Skandal Pelecehan Anak Membayangi Kunjungan Paus ke Timor Leste

Paus Fransiskus tiba di Sekolah Humaniora Tritunggal Mahakudus di Baro, dekat Vanimo, Papua Nugini, Minggu, 8 September 2024. (Foto: AP)

Saat Paus Fransiskus menjadi Paus pertama yang mengunjungi Timor Leste, ia akan menghadapi skandal pelecehan anak yang melibatkan seorang imam, isu yang selama ini diabaikan oleh para pejuang kemerdekaan di negara Katolik tersebut.

Kasus-kasus pelecehan tersebut melibatkan Uskup Carlos Ximenes Belo, pemenang Nobel yang membantu membebaskan Timor Leste dari pendudukan Indonesia.
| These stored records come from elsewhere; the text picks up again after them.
use std::env;
use thiserror::Error;

pub const CREDENTIAL_VARS: [&str; 4] = [
    "TWITTER_CONSUMER_KEY",
    "TWITTER_CONSUMER_SECRET",
    "TWITTER_ACCESS_TOKEN",
    "TWITTER_ACCESS_TOKEN_SECRET",
];

/// The two competition tweets whose replies hold the guesses.
pub const DEFAULT_TWEET_IDS: [u64; 2] = [1007579550505734144, 1007615177842360320];
pub const DEFAULT_SEARCH_QUERY: &str = "to:@standupmaths";
pub const DEFAULT_API_BASE: &str = "https://api.twitter.com";
pub const DEFAULT_SEARCH_LIMIT: usize = 10000;

#[derive(Error, Debug)]
pub enum ConfigError {
    #[error("missing environment variables: {}", .0.join(", "))]
    MissingCredentials(Vec<&'static str>),
    #[error("invalid value for {name}: {value:?}")]
    Invalid { name: &'static str, value: String },
}

#[derive(Clone)]
pub struct Credentials {
    pub consumer_key: String,
    pub consumer_secret: String,
    pub access_token: String,
    pub access_token_secret: String,
}

// Secrets stay out of Debug output.
impl std::fmt::Debug for Credentials {
    fn fmt(&self, f: &mut std::fmt::Formatter<'_>) -> std::fmt::Result {
        f.debug_struct("Credentials")
            .field("consumer_key", &self.consumer_key)
            .finish_non_exhaustive()
    }
}

#[derive(Debug, Clone)]
pub struct Config {
    pub credentials: Credentials,
    pub api_base: String,
    pub search_query: String,
    pub tweet_ids: Vec<u64>,
    pub search_limit: usize,
}

impl Config {
    pub fn from_env() -> Result<Self, ConfigError> {
        Self::from_lookup(|name| env::var(name).ok())
    }

    /// Build a config from any variable source. Blank values count as unset.
    pub fn from_lookup<F>(lookup: F) -> Result<Self, ConfigError>
    where
        F: Fn(&str) -> Option<String>,
    {
        let get = |name: &str| {
            lookup(name)
                .map(|v| v.trim().to_string())
                .filter(|v| !v.is_empty())
        };

        let missing: Vec<&'static str> = CREDENTIAL_VARS
            .iter()
            .copied()
            .filter(|name| get(*name).is_none())
            .collect();
        if !missing.is_empty() {
            return Err(ConfigError::MissingCredentials(missing));
        }

        let credentials = Credentials {
            consumer_key: get("TWITTER_CONSUMER_KEY").unwrap_or_default(),
            consumer_secret: get("TWITTER_CONSUMER_SECRET").unwrap_or_default(),
            access_token: get("TWITTER_ACCESS_TOKEN").unwrap_or_default(),
            access_token_secret: get("TWITTER_ACCESS_TOKEN_SECRET").unwrap_or_default(),
        };

        let tweet_ids = match get("GUESS_TWEET_IDS") {
            Some(raw) => parse_ids(&raw).ok_or(ConfigError::Invalid {
                name: "GUESS_TWEET_IDS",
                value: raw,
            })?,
            None => DEFAULT_TWEET_IDS.to_vec(),
        };

        let search_limit = match get("GUESS_SEARCH_LIMIT") {
            Some(raw) => raw.parse().map_err(|_| ConfigError::Invalid {
                name: "GUESS_SEARCH_LIMIT",
                value: raw,
            })?,
            None => DEFAULT_SEARCH_LIMIT,
        };

        Ok(Self {
            credentials,
            api_base: get("TWITTER_API_BASE")
                .map(|base| base.trim_end_matches('/').to_string())
                .unwrap_or_else(|| DEFAULT_API_BASE.to_string()),
            search_query: get("GUESS_SEARCH_QUERY")
                .unwrap_or_else(|| DEFAULT_SEARCH_QUERY.to_string()),
            tweet_ids,
            search_limit,
        })
    }
}

fn parse_ids(raw: &str) -> Option<Vec<u64>> {
    let ids: Vec<u64> = raw
        .split(',')
        .map(|s| s.trim())
        .filter(|s| !s.is_empty())
        .map(|s| s.parse().ok())
        .collect::<Option<_>>()?;
    if ids.is_empty() {
        None
    } else {
        Some(ids)
    }
}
Namun, Vatikan diam-diam menghukum Uskup Belo atas tuduhan pelecehan seksual terhadap anak-anak selama beberapa dekade.

Ada seruan bagi Paus berusia 87 tahun itu untuk membahas isu pelecehan anak saat ia tiba di bekas koloni Portugis pada Senin (9/9), sebagai bagian dari lawatannya ke Asia-Pasifik.

"Kami meminta Yang Mulia untuk mendorong para pemimpin dan rakyat Timor-Leste untuk mengambil tindakan yang lebih efektif untuk mencegah pelecehan seksual," tulis Forum LSM Timor-Leste, sebuah koalisi masyarakat sipil, dalam sebuah surat kepada Fransiskus pada Rabu (4/9).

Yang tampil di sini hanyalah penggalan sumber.